Start of DATA SHOWN

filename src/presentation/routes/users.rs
use crate::infrastructure::state::AppState;
use crate::presentation::handlers::users;
use axum::{
    Router,
    routing::{get, post},
};

/// User routes - registration and current-user management
pub fn routes() -> Router<AppState> {
    Router::new()
        .route("/", post(users::register_user))
        .route("/me", get(users::get_me).delete(users::disable_me))
}
use sqlx::postgres::PgPoolOptions;
use sqlx::{Pool, Postgres};
use std::time::Duration;

pub type DbPool = Pool<Postgres>;

/// Fail fast when the pool is saturated instead of queueing requests
/// behind slow queries.
const ACQUIRE_TIMEOUT: Duration = Duration::from_secs(3);
const IDLE_TIMEOUT: Duration = Duration::from_secs(600);

pub async fn create_pool(database_url: &str, max_connections: u32) -> Result<DbPool, sqlx::Error> {
    PgPoolOptions::new()
        .max_connections(max_connections)
        .acquire_timeout(ACQUIRE_TIMEOUT)
        .idle_timeout(IDLE_TIMEOUT)
        .connect(database_url)
        .await
}
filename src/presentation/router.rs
use crate::presentation::handlers;
use crate::presentation::openapi::ApiDoc;
use crate::presentation::routes;
use axum::{Router, routing::get};
use tower_http::compression::CompressionLayer;
use tower_http::trace::TraceLayer;
use utoipa::OpenApi;
use utoipa_swagger_ui::SwaggerUi;

use crate::infrastructure::state::AppState;

pub fn app(state: AppState) -> Router {
    Router::new()
        .merge(SwaggerUi::new("/swagger-ui").url("/api-docs/openapi.json", ApiDoc::openapi()))
        .route("/health", get(handlers::health::health_check))
        .route("/r/{key}", get(handlers::redirect::resolve))
        .nest("/api/v1/auth", routes::auth::routes())
        .nest("/api/v1/users", routes::users::routes())
        .nest("/api/v1/links", routes::links::routes())
        .layer(CompressionLayer::new())
        .layer(TraceLayer::new_for_http())
        .with_state(state)
}
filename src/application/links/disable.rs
use crate::domain::links::LinkRepository;
use crate::shared::error::AppError;
use std::sync::Arc;

/// Soft-disables a link owned by the caller. Disable is the only deletion
/// semantics; the row and its counters stay behind.
pub struct DisableLinkUseCase {
    link_repo: Arc<dyn LinkRepository>,
}

impl DisableLinkUseCase {
    pub fn new(link_repo: Arc<dyn LinkRepository>) -> Self {
        Self { link_repo }
    }

    #[tracing::instrument(skip(self))]
    pub async fn execute(&self, key: &str, user_id: i64) -> Result<(), AppError> {
        let disabled = self
            .link_repo
            .disable(key, user_id)
            .await
            .map_err(AppError::Internal)?;

        if !disabled {
            return Err(AppError::NotFound);
        }
        Ok(())
    }
}
use crate::domain::tokens::TokenError;
use axum::{
    Json,
    http::StatusCode,
    response::{IntoResponse, Response},
};
use serde::Serialize;
use serde_json::json;
use thiserror::Error;
use utoipa::ToSchema;

/// Request-scoped error taxonomy. Nothing here is fatal to the process;
/// every variant maps to a response and the request can be retried.
#[derive(Error, Debug)]
pub enum AppError {
    #[error("Validation error: {0}")]
    Validation(String),
    /// Unknown user, wrong password and disabled user collapse into this
    /// single outcome so login cannot be used as an account oracle.
    #[error("Incorrect username or password")]
    InvalidCredentials,
    #[error("Not authorized")]
    MissingCredential,
    #[error(transparent)]
    Token(#[from] TokenError),
    #[error("Token type mismatch")]
    TokenTypeMismatch,
    #[error("Refresh token does not match the stored one")]
    RefreshTokenStale,
    #[error("Resource not found")]
    NotFound,
    #[error("User with this login already exists")]
    LoginTaken,
    #[error("Could not allocate a unique short key")]
    KeyGenerationFailed,
    #[error("Internal server error: {0}")]
    Internal(#[from] anyhow::Error),
}

impl IntoResponse for AppError {
    fn into_response(self) -> Response {
        let (status, message) = match &self {
            AppError::Validation(msg) => (StatusCode::UNPROCESSABLE_ENTITY, msg.clone()),
            AppError::InvalidCredentials | AppError::MissingCredential => {
                (StatusCode::UNAUTHORIZED, self.to_string())
            }
            AppError::Token(TokenError::EncodingFailure) => (
                StatusCode::INTERNAL_SERVER_ERROR,
                "Internal server error".to_string(),
            ),
            AppError::Token(e) => {
                // The kinds all end up unauthorized, but are reported apart.
                tracing::debug!(kind = ?e, "token rejected");
                (StatusCode::UNAUTHORIZED, e.to_string())
            }
            AppError::TokenTypeMismatch | AppError::RefreshTokenStale => {
                (StatusCode::BAD_REQUEST, self.to_string())
            }
            AppError::NotFound => (StatusCode::NOT_FOUND, self.to_string()),
            AppError::LoginTaken => (StatusCode::BAD_REQUEST, self.to_string()),
            AppError::KeyGenerationFailed => {
                tracing::error!("short key retry budget exhausted");
                (StatusCode::INTERNAL_SERVER_ERROR, self.to_string())
            }
            AppError::Internal(e) => {
                tracing::error!("Internal server error: {:?}", e);
                (
                    StatusCode::INTERNAL_SERVER_ERROR,
                    "Internal server error".to_string(),
                )
            }
        };

        let body = json!({
            "errors": [
                {
                    "status": status.as_u16(),
                    "detail": message
                }
            ]
        });

        (status, Json(body)).into_response()
    }
}

/// Error body shape, for the API docs.
#[derive(Serialize, ToSchema)]
pub struct ErrorResponse {
    pub errors: Vec<ErrorDetail>,
}

#[derive(Serialize, ToSchema)]
pub struct ErrorDetail {
    pub status: u16,
    pub detail: String,
}
use serde::{Deserialize, Serialize};
use thiserror::Error;
use time::OffsetDateTime;

/// Token kind carried in the `type` claim. The tag is the only structural
/// difference between an access and a refresh token.
#[derive(Debug, Clone, Copy, PartialEq, Eq, Serialize, Deserialize)]
#[serde(rename_all = "lowercase")]
pub enum TokenType {
    Access,
    Refresh,
}

/// JWT Claims structure
#[derive(Debug, Clone, PartialEq, Serialize, Deserialize)]
pub struct Claims {
    /// Subject (user ID)
    pub sub: String,
    /// Issued at timestamp
    pub iat: i64,
    /// Expiration timestamp
    pub exp: i64,
    #[serde(rename = "type")]
    pub token_type: TokenType,
}

impl Claims {
    pub fn new(token_type: TokenType, user_id: i64, expires_in: i64) -> Self {
        let now = OffsetDateTime::now_utc().unix_timestamp();
        Self {
            sub: user_id.to_string(),
            iat: now,
            exp: now + expires_in,
            token_type,
        }
    }

    /// Parses the subject back into a user id. A subject that is not a
    /// number counts as a malformed payload, not a signature problem.
    pub fn user_id(&self) -> Result<i64, TokenError> {
        self.sub.parse().map_err(|_| TokenError::MalformedPayload)
    }
}

#[derive(Debug, Clone, Copy, PartialEq, Eq, Error)]
pub enum TokenError {
    #[error("token has expired")]
    Expired,
    #[error("could not validate token")]
    Invalid,
    #[error("invalid payload in token")]
    MalformedPayload,
    #[error("token encoding failed")]
    EncodingFailure,
}

/// Signs and verifies token payloads. Verification is stateless: no store
/// lookup happens here, which is what keeps access-token checks cheap.
pub trait TokenCodec: Send + Sync {
    /// Build and sign a payload with `iat = now` and `exp = now + expires_in`
    /// (seconds).
    fn encode(
        &self,
        token_type: TokenType,
        user_id: i64,
        expires_in: i64,
    ) -> Result<String, TokenError>;

    /// Verify signature and expiry, then parse the claims.
    fn decode(&self, token: &str) -> Result<Claims, TokenError>;
}
use crate::infrastructure::state::AppState;
use axum::{Json, extract::State, http::StatusCode, response::IntoResponse};
use serde_json::json;

/// Liveness probe with a database connectivity check.
pub async fn health_check(State(state): State<AppState>) -> impl IntoResponse {
    match sqlx::query_scalar::<_, i32>("SELECT 1")
        .fetch_one(&state.pool)
        .await
    {
        Ok(_) => (
            StatusCode::OK,
            Json(json!({
                "status": "healthy",
                "database": "connected",
                "version": env!("CARGO_PKG_VERSION")
            })),
        ),
        Err(e) => {
            tracing::error!("database health check failed: {e:?}");
            (
                StatusCode::SERVICE_UNAVAILABLE,
                Json(json!({
                    "status": "unhealthy",
                    "database": "disconnected",
                    "version": env!("CARGO_PKG_VERSION")
                })),
            )
        }
    }
}
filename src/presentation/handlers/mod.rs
pub mod auth;
pub mod health;
pub mod links;
pub mod redirect;
pub mod users;
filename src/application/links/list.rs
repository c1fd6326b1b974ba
use crate::domain::links::{Link, LinkRepository};
use crate::shared::error::AppError;
use std::sync::Arc;

pub struct ListLinksUseCase {
    link_repo: Arc<dyn LinkRepository>,
}

impl ListLinksUseCase {
    pub fn new(link_repo: Arc<dyn LinkRepository>) -> Self {
        Self { link_repo }
    }

    pub async fn execute(&self, user_id: i64) -> Result<Vec<Link>, AppError> {
        self.link_repo
            .list_for_user(user_id)
            .await
            .map_err(AppError::Internal)
    }
}
use crate::application::auth::login::{LoginRequest, LoginResponse, LoginUseCase};
use crate::application::auth::refresh::{
    RefreshTokenRequest, RefreshTokenResponse, RefreshTokenUseCase,
};
use crate::domain::users::UserRepository;
use crate::infrastructure::repositories::users::PostgresUserRepository;
use crate::infrastructure::state::AppState;
use crate::shared::error::{AppError, ErrorResponse};
use crate::shared::response::ApiResponse;
use crate::shared::validation::ValidatedJson;
use axum::{Json, extract::State, http::StatusCode, response::IntoResponse};
use std::sync::Arc;

/// Login handler
#[utoipa::path(
    post,
    path = "/auth/login",
    request_body = LoginRequest,
    responses(
        (status = 200, description = "Login successful", body = ApiResponse<LoginResponse>),
        (status = 401, description = "Invalid credentials", body = ErrorResponse),
        (status = 422, description = "Validation error", body = ErrorResponse)
    ),
    tag = "auth"
)]
pub async fn login(
    State(state): State<AppState>,
    ValidatedJson(req): ValidatedJson<LoginRequest>,
) -> Result<impl IntoResponse, AppError> {
    let user_repo =
        Arc::new(PostgresUserRepository::new(state.pool.clone())) as Arc<dyn UserRepository>;

    let use_case = LoginUseCase::new(
        user_repo,
        state.tokens.clone(),
        state.password.clone(),
        state.config.access_token_expiry,
        state.config.refresh_token_expiry,
    );

    let response = use_case.execute(req).await?;

    Ok((StatusCode::OK, Json(ApiResponse::new(response))))
}

/// Refresh token handler
#[utoipa::path(
    post,
    path = "/auth/refresh",
    request_body = RefreshTokenRequest,
    responses(
        (status = 200, description = "Token refreshed successfully", body = ApiResponse<RefreshTokenResponse>),
        (status = 400, description = "Wrong token type or stale refresh token", body = ErrorResponse),
        (status = 401, description = "Invalid refresh token", body = ErrorResponse)
    ),
    tag = "auth"
)]
pub async fn refresh_token(
    State(state): State<AppState>,
    ValidatedJson(req): ValidatedJson<RefreshTokenRequest>,
) -> Result<impl IntoResponse, AppError> {
    let user_repo =
        Arc::new(PostgresUserRepository::new(state.pool.clone())) as Arc<dyn UserRepository>;

    let use_case = RefreshTokenUseCase::new(
        user_repo,
        state.tokens.clone(),
        state.config.access_token_expiry,
        state.config.refresh_token_expiry,
    );

    let response = use_case.execute(req).await?;

    Ok((StatusCode::OK, Json(ApiResponse::new(response))))
}
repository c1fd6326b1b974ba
use anyhow::Result;

/// Trait for password hashing and verification.
///
/// Hashing is CPU-bound and deliberately slow; callers on an async path must
/// run it through `tokio::task::spawn_blocking`.
pub trait PasswordHasher: Send + Sync {
    fn hash_password(&self, password: &str) -> Result<String>;

    /// Returns whether the plaintext matches the stored hash. A malformed
    /// stored hash verifies to `false` rather than erroring.
    fn verify_password(&self, password: &str, hash: &str) -> Result<bool>;
}
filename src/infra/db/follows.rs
use async_trait::async_trait;
use uuid::Uuid;

use crate::application::repos::{FollowsRepo, RepoError};

use super::PostgresRepositories;
use super::util::map_sqlx_error;

#[async_trait]
impl FollowsRepo for PostgresRepositories {
    async fn insert_follow(&self, follower: Uuid, followed: Uuid) -> Result<bool, RepoError> {
        let inserted = sqlx::query(
            "INSERT INTO follows (follower_id, followed_id, created_at) \
             VALUES ($1, $2, now()) \
             ON CONFLICT (follower_id, followed_id) DO NOTHING",
        )
        .bind(follower)
        .bind(followed)
        .execute(self.pool())
        .await
        .map_err(map_sqlx_error)?;

        Ok(inserted.rows_affected() > 0)
    }

    async fn delete_follow(&self, follower: Uuid, followed: Uuid) -> Result<bool, RepoError> {
        let deleted = sqlx::query(
            "DELETE FROM follows WHERE follower_id = $1 AND followed_id = $2",
        )
        .bind(follower)
        .bind(followed)
        .execute(self.pool())
        .await
        .map_err(map_sqlx_error)?;

        Ok(deleted.rows_affected() > 0)
    }

    async fn is_following(&self, follower: Uuid, followed: Uuid) -> Result<bool, RepoError> {
        let (exists,): (bool,) = sqlx::query_as(
            "SELECT EXISTS(SELECT 1 FROM follows WHERE follower_id = $1 AND followed_id = $2)",
        )
        .bind(follower)
        .bind(followed)
        .fetch_one(self.pool())
        .await
        .map_err(map_sqlx_error)?;

        Ok(exists)
    }

    async fn list_followed_ids(&self, follower: Uuid) -> Result<Vec<Uuid>, RepoError> {
        let rows: Vec<(Uuid,)> = sqlx::query_as(
            "SELECT followed_id FROM follows WHERE follower_id = $1 ORDER BY created_at, followed_id",
        )
        .bind(follower)
        .fetch_all(self.pool())
        .await
        .map_err(map_sqlx_error)?;

        Ok(rows.into_iter().map(|(id,)| id).collect())
    }
}
//! Validation helpers for post and comment bodies.

use crate::domain::error::DomainError;

pub const MAX_TEXT_BYTES: usize = 16 * 1024;
pub const EXCERPT_CHARS: usize = 140;

/// Validate a post or comment body: non-empty after trimming, bounded size.
pub fn validate_text(text: &str) -> Result<(), DomainError> {
    if text.trim().is_empty() {
        return Err(DomainError::validation("text must not be empty"));
    }
    if text.len() > MAX_TEXT_BYTES {
        return Err(DomainError::validation(format!(
            "text exceeds {MAX_TEXT_BYTES} bytes"
        )));
    }
    Ok(())
}

/// Validate an optional image reference: when present it must be non-empty.
pub fn validate_image(image: Option<&str>) -> Result<(), DomainError> {
    match image {
        Some(value) if value.trim().is_empty() => {
            Err(DomainError::validation("image reference must not be empty"))
        }
        _ => Ok(()),
    }
}

/// First `EXCERPT_CHARS` characters of a body, for list displays.
pub fn excerpt(text: &str) -> String {
    let trimmed = text.trim();
    match trimmed.char_indices().nth(EXCERPT_CHARS) {
        Some((cut, _)) => format!("{}…", &trimmed[..cut]),
        None => trimmed.to_string(),
    }
}
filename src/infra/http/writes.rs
//! Write-side handlers: posts, comments, follow edges, cache control.

use axum::{
    Json,
    extract::{Path, State},
    http::StatusCode,
};
use serde::Deserialize;
use uuid::Uuid;

use crate::application::auth::RequestUser;
use crate::application::timeline::{EditPost, NewPost};
use crate::domain::entities::{CommentRecord, PostFeedItem};

use super::HttpState;
use super::error::ApiError;

#[derive(Debug, Deserialize)]
pub struct CreatePostBody {
    pub text: String,
    pub group_slug: Option<String>,
    pub image: Option<String>,
}

#[derive(Debug, Deserialize, Default)]
pub struct EditPostBody {
    pub text: Option<String>,
    pub group_slug: Option<String>,
    #[serde(default)]
    pub clear_group: bool,
    pub image: Option<String>,
    #[serde(default)]
    pub clear_image: bool,
}

#[derive(Debug, Deserialize)]
pub struct CreateCommentBody {
    pub text: String,
}

pub async fn create_post(
    State(state): State<HttpState>,
    actor: RequestUser,
    Json(body): Json<CreatePostBody>,
) -> Result<(StatusCode, Json<PostFeedItem>), ApiError> {
    let created = state
        .timeline
        .create_post(
            &actor,
            NewPost {
                text: body.text,
                group_slug: body.group_slug,
                image: body.image,
            },
        )
        .await?;
    Ok((StatusCode::CREATED, Json(created)))
}

pub async fn edit_post(
    State(state): State<HttpState>,
    Path(id): Path<Uuid>,
    actor: RequestUser,
    Json(body): Json<EditPostBody>,
) -> Result<Json<PostFeedItem>, ApiError> {
    let updated = state
        .timeline
        .edit_post(
            &actor,
            id,
            EditPost {
                text: body.text,
                group_slug: body.group_slug,
                clear_group: body.clear_group,
                image: body.image,
                clear_image: body.clear_image,
            },
        )
        .await?;
    Ok(Json(updated))
}

pub async fn add_comment(
    State(state): State<HttpState>,
    Path(id): Path<Uuid>,
    actor: RequestUser,
    Json(body): Json<CreateCommentBody>,
) -> Result<(StatusCode, Json<CommentRecord>), ApiError> {
    let comment = state.timeline.add_comment(&actor, id, body.text).await?;
    Ok((StatusCode::CREATED, Json(comment)))
}

pub async fn follow_user(
    State(state): State<HttpState>,
    Path(username): Path<String>,
    actor: RequestUser,
) -> Result<StatusCode, ApiError> {
    state.follows.follow(&actor, &username).await?;
    Ok(StatusCode::NO_CONTENT)
}

pub async fn unfollow_user(
    State(state): State<HttpState>,
    Path(username): Path<String>,
    actor: RequestUser,
) -> Result<StatusCode, ApiError> {
    state.follows.unfollow(&actor, &username).await?;
    Ok(StatusCode::NO_CONTENT)
}

/// Drop the cached home snapshot so the next request re-renders.
pub async fn invalidate_home_cache(State(state): State<HttpState>) -> StatusCode {
    state.home_cache.invalidate();
    StatusCode::NO_CONTENT
}
//! Read-side handlers: feeds, post detail, group catalogue, health.

use axum::{
    Json,
    extract::{Path, Query, State},
    http::{StatusCode, header::CONTENT_TYPE},
    response::{IntoResponse, Response},
};
use bytes::Bytes;
use serde::Deserialize;
use tracing::error;
use uuid::Uuid;

use crate::application::auth::RequestUser;
use crate::application::feed::{FeedKind, FeedPage};
use crate::application::timeline::PostDetail;
use crate::domain::entities::GroupRecord;

use super::HttpState;
use super::error::ApiError;

#[derive(Debug, Deserialize, Default)]
pub struct PageParams {
    pub page: Option<String>,
}

/// Home feed. The default view (no page token) is served through the
/// single-slot cache; explicit page requests always hit the store.
pub async fn index(
    State(state): State<HttpState>,
    Query(params): Query<PageParams>,
) -> Result<Response, ApiError> {
    if let Some(token) = params.page.as_deref() {
        let body = render_home(&state, Some(token)).await?;
        return Ok(json_body_response(body));
    }

    let compute_state = state.clone();
    let body = state
        .home_cache
        .get_or_compute(|| async move { render_home(&compute_state, None).await })
        .await?;
    Ok(json_body_response(body))
}

async fn render_home(state: &HttpState, token: Option<&str>) -> Result<Bytes, ApiError> {
    // The home feed is anonymous-safe: no per-user variation.
    let feed = state
        .feed
        .get_feed(FeedKind::Home, &RequestUser::Anonymous, token)
        .await?;
    let body = serde_json::to_vec(&feed)
        .map_err(|err| ApiError::internal(format!("failed to serialize home feed: {err}")))?;
    Ok(Bytes::from(body))
}

pub async fn group_feed(
    State(state): State<HttpState>,
    Path(slug): Path<String>,
    Query(params): Query<PageParams>,
) -> Result<Json<FeedPage>, ApiError> {
    let feed = state
        .feed
        .get_feed(
            FeedKind::Group { slug },
            &RequestUser::Anonymous,
            params.page.as_deref(),
        )
        .await?;
    Ok(Json(feed))
}

pub async fn profile_feed(
    State(state): State<HttpState>,
    Path(username): Path<String>,
    Query(params): Query<PageParams>,
    viewer: RequestUser,
) -> Result<Json<FeedPage>, ApiError> {
    let feed = state
        .feed
        .get_feed(
            FeedKind::Profile { username },
            &viewer,
            params.page.as_deref(),
        )
        .await?;
    Ok(Json(feed))
}

pub async fn following_feed(
    State(state): State<HttpState>,
    Query(params): Query<PageParams>,
    viewer: RequestUser,
) -> Result<Json<FeedPage>, ApiError> {
    let user_id = viewer.id().ok_or_else(ApiError::unauthorized)?;
    let feed = state
        .feed
        .get_feed(
            FeedKind::Following { user_id },
            &viewer,
            params.page.as_deref(),
        )
        .await?;
    Ok(Json(feed))
}

pub async fn post_detail(
    State(state): State<HttpState>,
    Path(id): Path<Uuid>,
) -> Result<Json<PostDetail>, ApiError> {
    let detail = state.timeline.post_detail(id).await?;
    Ok(Json(detail))
}

pub async fn groups_index(
    State(state): State<HttpState>,
) -> Result<Json<Vec<GroupRecord>>, ApiError> {
    let groups = state.feed.list_groups().await?;
    Ok(Json(groups))
}

pub async fn db_health(State(state): State<HttpState>) -> Response {
    let Some(db) = state.db.as_ref() else {
        return (StatusCode::SERVICE_UNAVAILABLE, "no database configured").into_response();
    };

    match db.health_check().await {
        Ok(()) => (StatusCode::OK, "ok").into_response(),
        Err(err) => {
            error!(error = %err, "database health check failed");
            (StatusCode::SERVICE_UNAVAILABLE, "database unavailable").into_response()
        }
    }
}

fn json_body_response(body: Bytes) -> Response {
    ([(CONTENT_TYPE, "application/json")], body).into_response()
}
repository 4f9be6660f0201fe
pub mod db;
pub mod error;
pub mod http;
pub mod telemetry;
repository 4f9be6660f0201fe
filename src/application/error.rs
use thiserror::Error;

use crate::{domain::error::DomainError, infra::error::InfraError};

/// Top-level failure for bootstrap and process-level paths. Request-level
/// failures use the per-service error enums and the HTTP error envelope.
#[derive(Debug, Error)]
pub enum AppError {
    #[error(transparent)]
    Domain(#[from] DomainError),
    #[error(transparent)]
    Infra(#[from] InfraError),
    #[error("unexpected error: {0}")]
    Unexpected(String),
}

impl AppError {
    pub fn unexpected(message: impl Into<String>) -> Self {
        Self::Unexpected(message.into())
    }
}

End of DATA SHOWN

WHAT YOU SHOULD DO - Check each line of the entries above, and show every one holding the word "usize".

ANSWER FOR THIS EXERCISE -
pub const MAX_TEXT_BYTES: usize = 16 * 1024;
pub const EXCERPT_CHARS: usize = 140;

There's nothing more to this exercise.